TASK DIRECTIONS ::
Lines with the word "neighbours": copy all of them from the entries below.

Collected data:
--- START ---

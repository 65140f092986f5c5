//! The shortest round-trip decimal engine, instantiated per float width.
//!
//! For a finite nonzero value `mant * 2^exp` the engine scales the rounding
//! interval of the value into the decimal window `10^floor(log10(2^exp))`
//! with one two-word multiply against a cached upper approximation of the
//! scaled power of ten, then picks the shortest decimal inside the interval,
//! breaking ties to even.

use crate::common::Exp;

macro_rules! mk_impl {
    (
        $mod:ident,
        float: $float:ty,
        mant: $t:ty,
        wide: $w:ty,
        mantissa_bits: $mbits:expr,
        lut: $lut:ident,
        hex_nibbles: $nibbles:expr,
        hex_shift: $hshift:expr
    ) => {
        pub(crate) mod $mod {
            use crate::common::{self, Exp, Multiplier};
            use crate::float::{Class, HexParts, Kind};
            use crate::lut::$lut as lut;

            /// The mantissa is an unsigned integer of the same width as the
            /// float.
            pub type Mant = $t;

            /// The **absolute value** of a finite float decoded into binary
            /// exponent and mantissa.
            #[derive(Debug, Clone, Copy, PartialEq, Eq)]
            pub struct Binary {
                pub exp: Exp,
                pub mant: Mant,
            }

            /// A decimal representation `mant * 10^exp` of the **absolute
            /// value** of a finite float.
            #[derive(Debug, Clone, Copy, PartialEq, Eq)]
            pub struct Decimal {
                pub exp: Exp,
                pub mant: Mant,
            }

            /// `a * mult / 2^(2N)` without overflow, where `N` is the bit
            /// width of `a`, `mult.hi` and `mult.lo`.
            #[inline]
            const fn multiword_multiply_shift(a: Mant, mult: &Multiplier<Mant>) -> Mant {
                let result_hi = mult.hi as $w * a as $w;
                let result_lo = mult.lo as $w * a as $w;
                ((result_hi + (result_lo >> Mant::BITS)) >> Mant::BITS) as Mant
            }

            /// `multiword_multiply_shift(2^k, mult)` for `k < N`; the low
            /// word cannot contribute to the shifted-out result there.
            #[inline]
            const fn multiword_multiply_shift_pow2(k: u32, mult: &Multiplier<Mant>) -> Mant {
                debug_assert!(k < Mant::BITS);
                mult.hi >> (Mant::BITS - k)
            }

            /// Returns the lowest `n` bits of `x`.
            #[inline]
            pub const fn lsb(x: Mant, n: u32) -> Mant {
                x % ((1 as Mant) << n)
            }

            /// An even mantissa wins the tiebreak against its neighbours
            /// under round-to-nearest, ties-to-even.
            #[inline]
            const fn is_even(n: Mant) -> bool {
                n % 2 == 0
            }

            impl Binary {
                /// Bits of mantissa precision, including the implicit `1.`.
                pub const BITS_MANTISSA: u32 = $mbits;

                /// Mantissa bits that are actually stored.
                pub const BITS_MANTISSA_EXPLICIT: u32 = Self::BITS_MANTISSA - 1;

                const EXP_FIELD_MASK: u32 =
                    (1 << (Mant::BITS - Self::BITS_MANTISSA)) - 1;

                /// The exponent bias, folded with the factor of
                /// `2^BITS_MANTISSA` from treating the mantissa as an
                /// integer.
                pub const MIN_EXP: Exp = <$float>::MIN_EXP - Self::BITS_MANTISSA as i32;

                /// 1 + the largest storable mantissa; the implicit-bit value
                /// of the power-of-two inputs.
                const MAX_MANT: Mant = 1 << Self::BITS_MANTISSA_EXPLICIT;

                /// Decomposes a **finite** float into the binary exponent and
                /// mantissa of its absolute value, `|num| = mant * 2^exp`.
                ///
                /// For infinities and NaN the result is unspecified; this is
                /// only checked by a debug assertion.
                #[inline]
                pub fn new(num: $float) -> Self {
                    debug_assert!(num.is_finite());

                    let bits = num.abs().to_bits();
                    let mut mant = lsb(bits, Self::BITS_MANTISSA_EXPLICIT);
                    let mut exp = (bits >> Self::BITS_MANTISSA_EXPLICIT) as Exp;

                    if exp != 0 {
                        exp -= 1;
                        mant |= 1 << Self::BITS_MANTISSA_EXPLICIT;
                    }

                    Binary { exp: exp + Self::MIN_EXP, mant }
                }

                /// Integer part of `log10(2^exp)`.
                #[inline]
                const fn exp_log10_pow2(&self) -> Exp {
                    common::exp_log10_pow2(self.exp)
                }

                /// `exp - e_0`, where `e_0` is the smallest exponent whose
                /// `log10(2^e_0)` has the same integer part.
                #[inline]
                const fn exp_log10_pow2_residual(&self) -> u32 {
                    common::exp_log10_pow2_residual(self.exp)
                }

                /// Whether `mant` is a multiple of `2^exp`. Requires
                /// `0 <= exp < Mant::BITS`.
                #[inline]
                const fn is_multiple_of_pow2(&self) -> bool {
                    lsb(self.mant, self.exp as u32) == 0
                }

                /// Whether `self` is in the range of contiguous integers the
                /// float type represents exactly.
                #[inline]
                const fn is_small_integer(&self) -> bool {
                    let neg_exp = -self.exp;
                    0 <= neg_exp
                        && neg_exp < Self::BITS_MANTISSA as Exp
                        && Binary { exp: neg_exp, ..*self }.is_multiple_of_pow2()
                }

                /// The shortest decimal representation of `self` if one
                /// exists in its rounding interval, or the nearest decimal
                /// (ties to even) if it must round.
                fn to_decimal_core(self) -> Decimal {
                    if self.mant == 0 {
                        return Decimal { exp: 0, mant: 0 };
                    }

                    let exp_floor = self.exp_log10_pow2();
                    let exp_residual = self.exp_log10_pow2_residual();
                    let mult = lut::MULTIPLIERS.get(exp_floor);

                    if self.mant != Self::MAX_MANT || self.exp == Self::MIN_EXP {
                        // Centered case: both neighbours are half a ULP away.
                        let mant_a = (2 * self.mant - 1) << exp_residual;
                        let mant_b = (2 * self.mant + 1) << exp_residual;
                        let a = multiword_multiply_shift(mant_a, mult);
                        let b = multiword_multiply_shift(mant_b, mult);
                        let decimal_a = Decimal { exp: exp_floor, mant: mant_a };
                        let decimal_b = Decimal { exp: exp_floor, mant: mant_b };

                        let q = b / 10;
                        let s = q * 10;
                        if a < s {
                            if s < b || is_even(self.mant) || !decimal_b.is_tie() {
                                return Decimal { exp: exp_floor + 1, mant: q }
                                    .remove_trailing_zeros();
                            }
                        } else if s == a && is_even(self.mant) && decimal_a.is_tie() {
                            return Decimal { exp: exp_floor + 1, mant: q }
                                .remove_trailing_zeros();
                        } else if !is_even(a + b) {
                            return Decimal { exp: exp_floor, mant: (a + b) / 2 + 1 };
                        }

                        // No shorter decimal fits: round the scaled value.
                        let mant_c = (4 * self.mant) << exp_residual;
                        let c2 = multiword_multiply_shift(mant_c, mult);
                        let c = c2 / 2;

                        let round_up = !(is_even(c2)
                            || (is_even(c) && Decimal { exp: -exp_floor, mant: c2 }.is_tie()));
                        Decimal { exp: exp_floor, mant: c + round_up as Mant }
                    } else {
                        // Uncentered case: power-of-two mantissa, the lower
                        // neighbour is half as far as the upper one.
                        let mant_a = (4 * Self::MAX_MANT - 1) << exp_residual;
                        let mant_b = (2 * Self::MAX_MANT + 1) << exp_residual;
                        let a = multiword_multiply_shift(mant_a, mult) / 2;
                        let b = multiword_multiply_shift(mant_b, mult);
                        let decimal_a = Decimal { exp: exp_floor, mant: mant_a };

                        if a < b {
                            let q = b / 10;
                            let s = q * 10;
                            if a < s {
                                // MAX_MANT is even, so a boundary hit always
                                // rounds towards the shorter decimal.
                                return Decimal { exp: exp_floor + 1, mant: q }
                                    .remove_trailing_zeros();
                            } else if s == a && decimal_a.is_tie_uncentered() {
                                return Decimal { exp: exp_floor + 1, mant: q }
                                    .remove_trailing_zeros();
                            } else if !is_even(a + b) {
                                return Decimal { exp: exp_floor, mant: (a + b) / 2 + 1 };
                            }

                            let log2_mant_c = Self::BITS_MANTISSA + exp_residual + 1;
                            let c2 = multiword_multiply_shift_pow2(log2_mant_c, mult);
                            let c = c2 / 2;

                            let round_up = (c == a && !decimal_a.is_tie_uncentered())
                                || !(is_even(c2)
                                    || (is_even(c)
                                        && Decimal { exp: -exp_floor, mant: c2 }.is_tie()));
                            Decimal { exp: exp_floor, mant: c + round_up as Mant }
                        } else if decimal_a.is_tie_uncentered() {
                            Decimal { exp: exp_floor, mant: a }.remove_trailing_zeros()
                        } else {
                            let mant_c = (40 * Self::MAX_MANT) << exp_residual;
                            let c2 = multiword_multiply_shift(mant_c, mult);
                            let c = c2 / 2;

                            let round_up = !(is_even(c2)
                                || (is_even(c)
                                    && Decimal { exp: -exp_floor, mant: c2 }.is_tie()));
                            Decimal { exp: exp_floor - 1, mant: c + round_up as Mant }
                        }
                    }
                }

                /// The shortest decimal, short-circuiting the exact small
                /// integers.
                pub fn to_decimal(self) -> Decimal {
                    if self.is_small_integer() {
                        debug_assert!(self.exp <= 0);
                        return Decimal { exp: 0, mant: self.mant >> (-self.exp as u32) }
                            .remove_trailing_zeros();
                    }
                    self.to_decimal_core()
                }
            }

            impl Decimal {
                #[inline]
                fn is_tie(&self) -> bool {
                    0 <= self.exp && self.is_multiple_of_pow5()
                }

                #[inline]
                fn is_tie_uncentered(&self) -> bool {
                    self.mant % 5 == 0 && 0 <= self.exp && self.is_multiple_of_pow5()
                }

                /// Whether `mant` is a multiple of `5^exp`. Exponents past
                /// the table are unreachable for any mantissa of this width.
                #[inline]
                fn is_multiple_of_pow5(&self) -> bool {
                    match lut::MULT_INVERSES.get(self.exp) {
                        Some(entry) => self.mant.wrapping_mul(entry.multiplier) <= entry.bound,
                        None => false,
                    }
                }

                /// Strips factors of ten from `mant`, bumping `exp` once per
                /// stripped digit.
                pub(crate) const fn remove_trailing_zeros(mut self) -> Self {
                    const M_INV5: Mant = Mant::MAX / 5 * 4 + 1;
                    const BOUND: Mant = Mant::MAX / 10 + 1;
                    loop {
                        let q = self.mant.wrapping_mul(M_INV5).rotate_right(1);
                        if q >= BOUND {
                            return self;
                        }
                        self.exp += 1;
                        self.mant = q;
                    }
                }
            }

            /// IEEE-754 class of `num`, with the sign split out.
            pub fn classify(num: $float) -> Class {
                let bits = num.to_bits();
                let negative = bits >> (Mant::BITS - 1) != 0;
                let exp_bits =
                    (bits >> Binary::BITS_MANTISSA_EXPLICIT) as u32 & Binary::EXP_FIELD_MASK;
                let mant = lsb(bits, Binary::BITS_MANTISSA_EXPLICIT);
                let kind = if exp_bits == Binary::EXP_FIELD_MASK {
                    if mant == 0 {
                        Kind::Inf
                    } else if mant >> (Binary::BITS_MANTISSA_EXPLICIT - 1) != 0 {
                        Kind::QuietNan
                    } else {
                        Kind::SignalingNan
                    }
                } else if exp_bits == 0 {
                    if mant == 0 {
                        Kind::Zero
                    } else {
                        Kind::Subnormal
                    }
                } else {
                    Kind::Normal
                };
                Class { negative, kind }
            }

            /// Raw mantissa nibbles and binary exponent for the hex format.
            /// `num` must be finite and nonzero.
            pub fn hex_parts(num: $float) -> HexParts {
                let bits = num.to_bits();
                let exp_bits =
                    (bits >> Binary::BITS_MANTISSA_EXPLICIT) as u32 & Binary::EXP_FIELD_MASK;
                let mantissa = (lsb(bits, Binary::BITS_MANTISSA_EXPLICIT) as u64) << $hshift;
                if exp_bits != 0 {
                    HexParts {
                        leading: 1,
                        mantissa,
                        nibbles: $nibbles,
                        exp: exp_bits as Exp - (<$float>::MAX_EXP - 1),
                    }
                } else {
                    HexParts {
                        leading: 0,
                        mantissa,
                        nibbles: $nibbles,
                        exp: <$float>::MIN_EXP - 1,
                    }
                }
            }
        }
    };
}

mk_impl! {
    b64,
    float: f64,
    mant: u64,
    wide: u128,
    mantissa_bits: 53,
    lut: b64,
    hex_nibbles: 13,
    hex_shift: 0
}

// The 23 explicit bits are shifted by one so they fill 6 whole nibbles.
mk_impl! {
    b32,
    float: f32,
    mant: u32,
    wide: u64,
    mantissa_bits: 24,
    lut: b32,
    hex_nibbles: 6,
    hex_shift: 1
}

/// Shortest decimal of a finite nonzero `f64`, widened to a common shape:
/// `(digits, k)` with `|num| = digits * 10^k` and no trailing zero digits.
#[inline]
pub fn shortest64(num: f64) -> (u64, Exp) {
    let d = b64::Binary::new(num).to_decimal();
    (d.mant, d.exp)
}

/// Shortest decimal of a finite nonzero `f32`.
#[inline]
pub fn shortest32(num: f32) -> (u64, Exp) {
    let d = b32::Binary::new(num).to_decimal();
    (d.mant as u64, d.exp)
}
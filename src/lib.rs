//! Locale-independent, allocation-free conversion of IEEE-754 floats to
//! text: shortest round-trip digits by default, with scientific, fixed,
//! general and hexadecimal layouts.
//!
//! The digits are found with one cached-power-of-ten multiply per value and
//! emitted with multiply-shift digit extraction; nothing allocates, nothing
//! panics on the conversion paths, and every call is a pure function of its
//! arguments.
//!
//! ## Example
//!
//! ```
//! let mut buffer = charconv::Buffer::new();
//! let printed = buffer.format(1.234);
//! assert_eq!(printed, "1.234e+00");
//! ```
//!
//! The slice entry points report truncation instead of panicking:
//!
//! ```
//! let mut buf = [0u8; 32];
//! let n = charconv::to_chars(&mut buf, 1e300f64).unwrap();
//! assert_eq!(&buf[..n], b"1e+300");
//! ```

#![cfg_attr(not(test), no_std)]
#![deny(unsafe_op_in_unsafe_fn)]

mod common;
mod float;
mod fmt;
mod hex;
mod layout;
mod lut;
mod nonfinite;
mod shortest;

pub use float::Float;
use float::Kind;

/// Output layout selector, after C++'s `chars_format`.
#[derive(Debug, Clone, Copy, PartialEq, Eq, Default)]
pub enum CharsFormat {
    /// `d.ddde±EE` with a two-digit minimum exponent.
    Scientific,
    /// Positional, no exponent suffix.
    Fixed,
    /// Hexadecimal significand with a binary exponent, `d.hhhp±E`.
    Hex,
    /// Shortest digits; scientific layout, except that a precision selects
    /// between fixed and scientific the way printf's `%g` does.
    #[default]
    General,
}

/// Conversion failure.
#[derive(Debug, Clone, Copy, PartialEq, Eq)]
pub enum Error {
    /// The text does not fit in the provided buffer. Nothing useful has
    /// been written, and nothing outside the buffer has been touched.
    OutOfRange,
    /// The pointer range was malformed (`first > last`).
    InvalidArgument,
}

impl core::fmt::Display for Error {
    fn fmt(&self, f: &mut core::fmt::Formatter<'_>) -> core::fmt::Result {
        f.write_str(match self {
            Error::OutOfRange => "value does not fit in the provided buffer",
            Error::InvalidArgument => "malformed output range",
        })
    }
}

impl core::error::Error for Error {}

fn write_value<F: Float>(
    buf: &mut [u8],
    value: F,
    format: CharsFormat,
    precision: Option<usize>,
) -> Result<usize, Error> {
    let class = value.classify();
    match class.kind {
        Kind::Inf | Kind::QuietNan | Kind::SignalingNan => {
            let text = nonfinite::repr(class.negative, class.kind);
            match buf.get_mut(..text.len()) {
                Some(dst) => {
                    dst.copy_from_slice(text.as_bytes());
                    Ok(text.len())
                }
                None => Err(Error::OutOfRange),
            }
        }
        Kind::Zero => layout::zero(buf, class.negative, format, precision),
        Kind::Subnormal | Kind::Normal => match (format, precision) {
            (CharsFormat::Hex, precision) => {
                hex::write(buf, class.negative, value.hex_parts(), precision)
            }
            (CharsFormat::Fixed, precision) => {
                let (digits, k) = value.shortest();
                layout::fixed(buf, class.negative, digits, k, precision)
            }
            (CharsFormat::Scientific | CharsFormat::General, None) => {
                let (digits, k) = value.shortest();
                layout::sci_shortest(buf, class.negative, digits, k, F::MAX_SCI_LEN)
            }
            (CharsFormat::Scientific, Some(p)) => {
                let (digits, k) = value.shortest();
                layout::sci_prec(buf, class.negative, digits, k, p)
            }
            (CharsFormat::General, Some(p)) => {
                let (digits, k) = value.shortest();
                layout::general_prec(buf, class.negative, digits, k, p)
            }
        },
    }
}

/// Writes `value` into `buf` in the general format with shortest round-trip
/// digits, returning the number of bytes written.
pub fn to_chars<F: Float>(buf: &mut [u8], value: F) -> Result<usize, Error> {
    write_value(buf, value, CharsFormat::General, None)
}

/// Writes `value` into `buf` in the chosen format with shortest round-trip
/// digits.
pub fn to_chars_fmt<F: Float>(
    buf: &mut [u8],
    value: F,
    format: CharsFormat,
) -> Result<usize, Error> {
    write_value(buf, value, format, None)
}

/// Writes `value` with exactly `precision` fractional digits (significant
/// digits for [CharsFormat::General], fraction nibbles for
/// [CharsFormat::Hex]).
///
/// The digits come from the shortest round-trip representation, rounded
/// half-to-even where the precision is smaller and zero-padded where it is
/// larger. Non-finite values ignore the precision.
pub fn to_chars_prec<F: Float>(
    buf: &mut [u8],
    value: F,
    format: CharsFormat,
    precision: usize,
) -> Result<usize, Error> {
    write_value(buf, value, format, Some(precision))
}

/// The pointer-range form: writes into `[first, last)` and returns the
/// past-the-end pointer of the text.
///
/// `precision < 0` selects shortest digits. A range with `first > last`
/// reports [Error::InvalidArgument]; a range too small for the text reports
/// [Error::OutOfRange], and the range contents are then unspecified, but no
/// byte outside `[first, last)` is ever touched.
///
/// # Safety
///
/// When `first <= last`, the range must be valid writable memory.
pub unsafe fn to_chars_raw<F: Float>(
    first: *mut u8,
    last: *mut u8,
    value: F,
    format: CharsFormat,
    precision: i32,
) -> Result<*mut u8, Error> {
    if first > last {
        return Err(Error::InvalidArgument);
    }
    let buf = unsafe { core::slice::from_raw_parts_mut(first, last.offset_from(first) as usize) };
    let precision = if precision < 0 { None } else { Some(precision as usize) };
    let n = write_value(buf, value, format, precision)?;
    Ok(unsafe { first.add(n) })
}

/// Safe API for formatting floats into an owned stack buffer.
///
/// ## Example
///
/// ```
/// let mut buffer = charconv::Buffer::new();
/// assert_eq!(buffer.format_fixed(1.5), "1.5");
/// assert_eq!(buffer.format_hex(1.5), "1.8p+0");
/// ```
#[derive(Clone, Copy)]
pub struct Buffer<F: Float = f64> {
    bytes: F::Buffer,
}

impl<F: Float> Buffer<F> {
    /// This is a cheap operation; you don't need to worry about reusing
    /// buffers for efficiency.
    pub fn new() -> Self {
        Buffer { bytes: F::new_buffer() }
    }

    fn write(&mut self, num: F, format: CharsFormat) -> &str {
        let buf = F::buffer(&mut self.bytes);
        // The buffer is sized for the worst case of every shortest layout.
        let n = write_value(buf, num, format, None).unwrap_or(0);
        debug_assert!(n > 0);
        unsafe { core::str::from_utf8_unchecked(&buf[..n]) }
    }

    /// Prints `num` with shortest round-trip digits in the general format
    /// and returns the text within the buffer.
    ///
    /// Non-finite values format as `inf`, `nan`, `nan(ind)` or `nan(snan)`,
    /// with a leading `-` when the sign bit is set.
    pub fn format(&mut self, num: F) -> &str {
        self.write(num, CharsFormat::General)
    }

    /// Like [Self::format], **provided that `num` is finite**; this is not
    /// checked outside debug builds, and a non-finite `num` prints its
    /// non-finite form anyway.
    pub fn format_finite(&mut self, num: F) -> &str {
        debug_assert!(matches!(
            num.classify().kind,
            Kind::Zero | Kind::Subnormal | Kind::Normal
        ));
        self.write(num, CharsFormat::General)
    }

    /// Prints `num` in scientific notation.
    pub fn format_scientific(&mut self, num: F) -> &str {
        self.write(num, CharsFormat::Scientific)
    }

    /// Prints `num` positionally, with no exponent suffix.
    pub fn format_fixed(&mut self, num: F) -> &str {
        self.write(num, CharsFormat::Fixed)
    }

    /// Prints `num` as a hexadecimal significand with a binary exponent.
    pub fn format_hex(&mut self, num: F) -> &str {
        self.write(num, CharsFormat::Hex)
    }
}

impl<F: Float> Default for Buffer<F> {
    fn default() -> Self {
        Self::new()
    }
}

--- END ---

ANSWER TO THIS TASK ::
            /// An even mantissa wins the tiebreak against its neighbours
                        // Centered case: both neighbours are half a ULP away.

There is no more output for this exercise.